I started my shift at 19:30 and worked until 9:15 the next morning, but for some reason the Tacho started me at 14:30 until 4:15 :open_mouth: it’s being looked at to see how many other drivers are affected, but apparently the day drivers was out until 18:30 so either out charts will overlap or his will be out too :neutral_face:

Lesson learnt : When removing tacho chart don’t just fill it in without checking it :blush:

Darb:
I started my shift at 19:30 and worked until 9:15 the next morning, but for some reason the Tacho started me at 14:30 until 4:15 :open_mouth: it’s being looked at to see how many other drivers are affected, but apparently the day drivers was out until 18:30 so either out charts will overlap or his will be out too :neutral_face:

Lesson learnt : When removing tacho chart don’t just fill it in without checking it :blush:

Presumably the tachographs time was out because of the disconnected power supply, and the tachograph time was not corrected at A tachograph centre ?

Darb:
Lesson learnt : When removing tacho chart don’t just fill it in without checking it :blush:

With all due respect you should be checking that the tacho is showing and recording the correct time, BEFORE you start driving not at the end of the shift.

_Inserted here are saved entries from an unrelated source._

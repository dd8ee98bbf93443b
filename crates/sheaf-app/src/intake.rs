//! Newline-delimited JSON intake.
//!
//! Each input line is either a command to submit or a status lookup of the
//! form `{"status": "<id>"}`. Every line produces exactly one output line:
//! the status JSON, or an error object carrying a machine-readable `kind`.

use std::future::Future;

use serde::{Deserialize, Serialize};
use sheaf_bulk::BulkService;
use sheaf_core::{BulkCommand, BulkError, BulkStatus};
use tokio::io::{AsyncBufRead, AsyncBufReadExt, AsyncWrite, AsyncWriteExt};
use tracing::{debug, info};

use crate::error::{AppError, AppResult};

/// One parsed input line.
#[derive(Debug, Deserialize)]
#[serde(untagged)]
pub enum Request {
    /// Look up a previously submitted action.
    Status(StatusLookup),
    /// Submit a new bulk command.
    Submit(BulkCommand),
}

/// Body of a status lookup line.
///
/// Any field besides `status` makes the line a submission instead.
#[derive(Debug, Deserialize)]
#[serde(deny_unknown_fields)]
pub struct StatusLookup {
    /// Textual action identifier.
    pub status: String,
}

/// Error object written in place of a status.
#[derive(Debug, Clone, PartialEq, Eq, Serialize)]
pub struct ErrorResponse {
    /// Machine-readable failure class.
    pub kind: &'static str,
    /// Human-readable description.
    pub message: String,
    /// `true` when nothing was persisted for the request.
    pub rejected: bool,
}

#[derive(Serialize)]
#[serde(untagged)]
enum Response {
    Status(Box<BulkStatus>),
    Error { error: ErrorResponse },
}

/// Lines handled before the intake stopped.
#[derive(Debug, Clone, Copy, Default, PartialEq, Eq)]
pub struct IntakeSummary {
    /// Non-blank lines answered.
    pub requests: u64,
    /// `true` when the shutdown signal ended the intake before end of input.
    pub interrupted: bool,
}

/// Answer one input line.
///
/// # Errors
///
/// Returns [`AppError::Encode`] if the response cannot be serialized.
pub async fn handle_line(service: &BulkService, line: &str) -> AppResult<String> {
    let response = match serde_json::from_str::<Request>(line) {
        Ok(Request::Submit(command)) => respond(service.run_action(command).await),
        Ok(Request::Status(lookup)) => respond(service.get_status_by_str(&lookup.status).await),
        Err(err) => Response::Error {
            error: ErrorResponse {
                kind: "invalid_request",
                message: err.to_string(),
                rejected: true,
            },
        },
    };
    serde_json::to_string(&response).map_err(|source| AppError::encode("response.encode", source))
}

/// Answer every line of `input` on `output` until end of input or `shutdown`.
///
/// # Errors
///
/// Returns [`AppError::Io`] when reading or writing fails.
pub async fn serve_lines<R, W, F>(
    service: &BulkService,
    input: R,
    output: &mut W,
    shutdown: F,
) -> AppResult<IntakeSummary>
where
    R: AsyncBufRead + Unpin,
    W: AsyncWrite + Unpin,
    F: Future,
{
    let mut lines = input.lines();
    let mut summary = IntakeSummary::default();
    tokio::pin!(shutdown);

    loop {
        let line = tokio::select! {
            line = lines.next_line() => line.map_err(|source| AppError::io("input.read", source))?,
            _ = &mut shutdown => {
                info!("shutdown requested; closing intake");
                summary.interrupted = true;
                break;
            }
        };
        let Some(line) = line else { break };
        if line.trim().is_empty() {
            continue;
        }

        let mut response = handle_line(service, &line).await?;
        response.push('\n');
        output
            .write_all(response.as_bytes())
            .await
            .map_err(|source| AppError::io("output.write", source))?;
        output
            .flush()
            .await
            .map_err(|source| AppError::io("output.flush", source))?;
        summary.requests += 1;
    }

    debug!(requests = summary.requests, "intake finished");
    Ok(summary)
}

fn respond(result: Result<BulkStatus, BulkError>) -> Response {
    match result {
        Ok(status) => Response::Status(Box::new(status)),
        Err(err) => Response::Error {
            error: ErrorResponse {
                kind: error_kind(&err),
                message: err.to_string(),
                rejected: err.is_rejected(),
            },
        },
    }
}

const fn error_kind(err: &BulkError) -> &'static str {
    match err {
        BulkError::InvalidCommand { .. } => "invalid_command",
        BulkError::InvalidId { .. } => "invalid_id",
        BulkError::Serialization { .. } => "serialization",
        BulkError::NotFound { .. } => "not_found",
        BulkError::Corrupt { .. } => "corrupt",
        BulkError::InvalidTransition { .. } => "invalid_transition",
        BulkError::Store { .. } => "store",
        BulkError::Log { .. } => "log",
    }
}

#[cfg(test)]
mod tests {
    use super::*;
    use serde_json::Value;
    use sheaf_data::MemoryStatusStore;
    use sheaf_test_support::mocks::RecordingLog;
    use std::sync::Arc;

    fn service() -> BulkService {
        BulkService::new(
            Arc::new(MemoryStatusStore::new()),
            Arc::new(RecordingLog::new()),
        )
    }

    #[tokio::test]
    async fn submit_then_lookup() -> anyhow::Result<()> {
        let service = service();
        let submitted: Value =
            serde_json::from_str(&handle_line(&service, r#"{"repository":"default"}"#).await?)?;
        assert_eq!(submitted["state"], "SCHEDULED");
        let id = submitted["id"].as_str().unwrap_or_default().to_string();

        let lookup = format!(r#"{{"status":"{id}"}}"#);
        let read: Value = serde_json::from_str(&handle_line(&service, &lookup).await?)?;
        assert_eq!(read, submitted);
        Ok(())
    }

    #[tokio::test]
    async fn command_with_status_field_is_submitted() -> anyhow::Result<()> {
        let service = service();
        let line = r#"{"repository":"default","status":"draft"}"#;

        let answered: Value = serde_json::from_str(&handle_line(&service, line).await?)?;

        assert_eq!(answered["state"], "SCHEDULED");
        assert_eq!(answered["command"]["repository"], "default");
        Ok(())
    }

    #[tokio::test]
    async fn failures_are_answered_inline() -> anyhow::Result<()> {
        let service = service();

        let invalid: Value =
            serde_json::from_str(&handle_line(&service, r#"{"repository":""}"#).await?)?;
        assert_eq!(invalid["error"]["kind"], "invalid_command");
        assert_eq!(invalid["error"]["rejected"], true);

        let unknown = format!(r#"{{"status":"{}"}}"#, sheaf_core::BulkActionId::generate());
        let missing: Value = serde_json::from_str(&handle_line(&service, &unknown).await?)?;
        assert_eq!(missing["error"]["kind"], "not_found");
        assert_eq!(missing["error"]["rejected"], false);

        let garbage: Value = serde_json::from_str(&handle_line(&service, "not json").await?)?;
        assert_eq!(garbage["error"]["kind"], "invalid_request");
        Ok(())
    }

    #[tokio::test]
    async fn serve_lines_answers_each_non_blank_line() -> anyhow::Result<()> {
        let service = service();
        let input: &[u8] = b"{\"repository\":\"a\"}\n\n{\"repository\":\"b\"}\n";
        let mut output = Vec::new();

        let summary =
            serve_lines(&service, input, &mut output, std::future::pending::<()>()).await?;

        assert_eq!(summary.requests, 2);
        assert!(!summary.interrupted);
        let text = String::from_utf8(output)?;
        assert_eq!(text.lines().count(), 2);
        Ok(())
    }

    #[tokio::test]
    async fn shutdown_interrupts_waiting_intake() -> anyhow::Result<()> {
        let service = service();
        let (_writer, reader) = tokio::io::duplex(64);
        let mut output = Vec::new();

        let summary = serve_lines(
            &service,
            tokio::io::BufReader::new(reader),
            &mut output,
            std::future::ready(()),
        )
        .await?;

        assert!(summary.interrupted);
        assert_eq!(summary.requests, 0);
        Ok(())
    }
}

Although I’ve made the same mistake myself, and I don’t know many who haven’t. As noted above, you just don’t get away with it so easily in this control-freaked age.

The time on the tacho head was correct as this is the clock I use throughout my shift :smiley:

Darb:
The time on the tacho head was correct as this is the clock I use throughout my shift :smiley:

Do you mean the display clock was correct, if so it doesn’t matter whether it’s correct or not, it’s the UTC time that matters on a digital tachograph.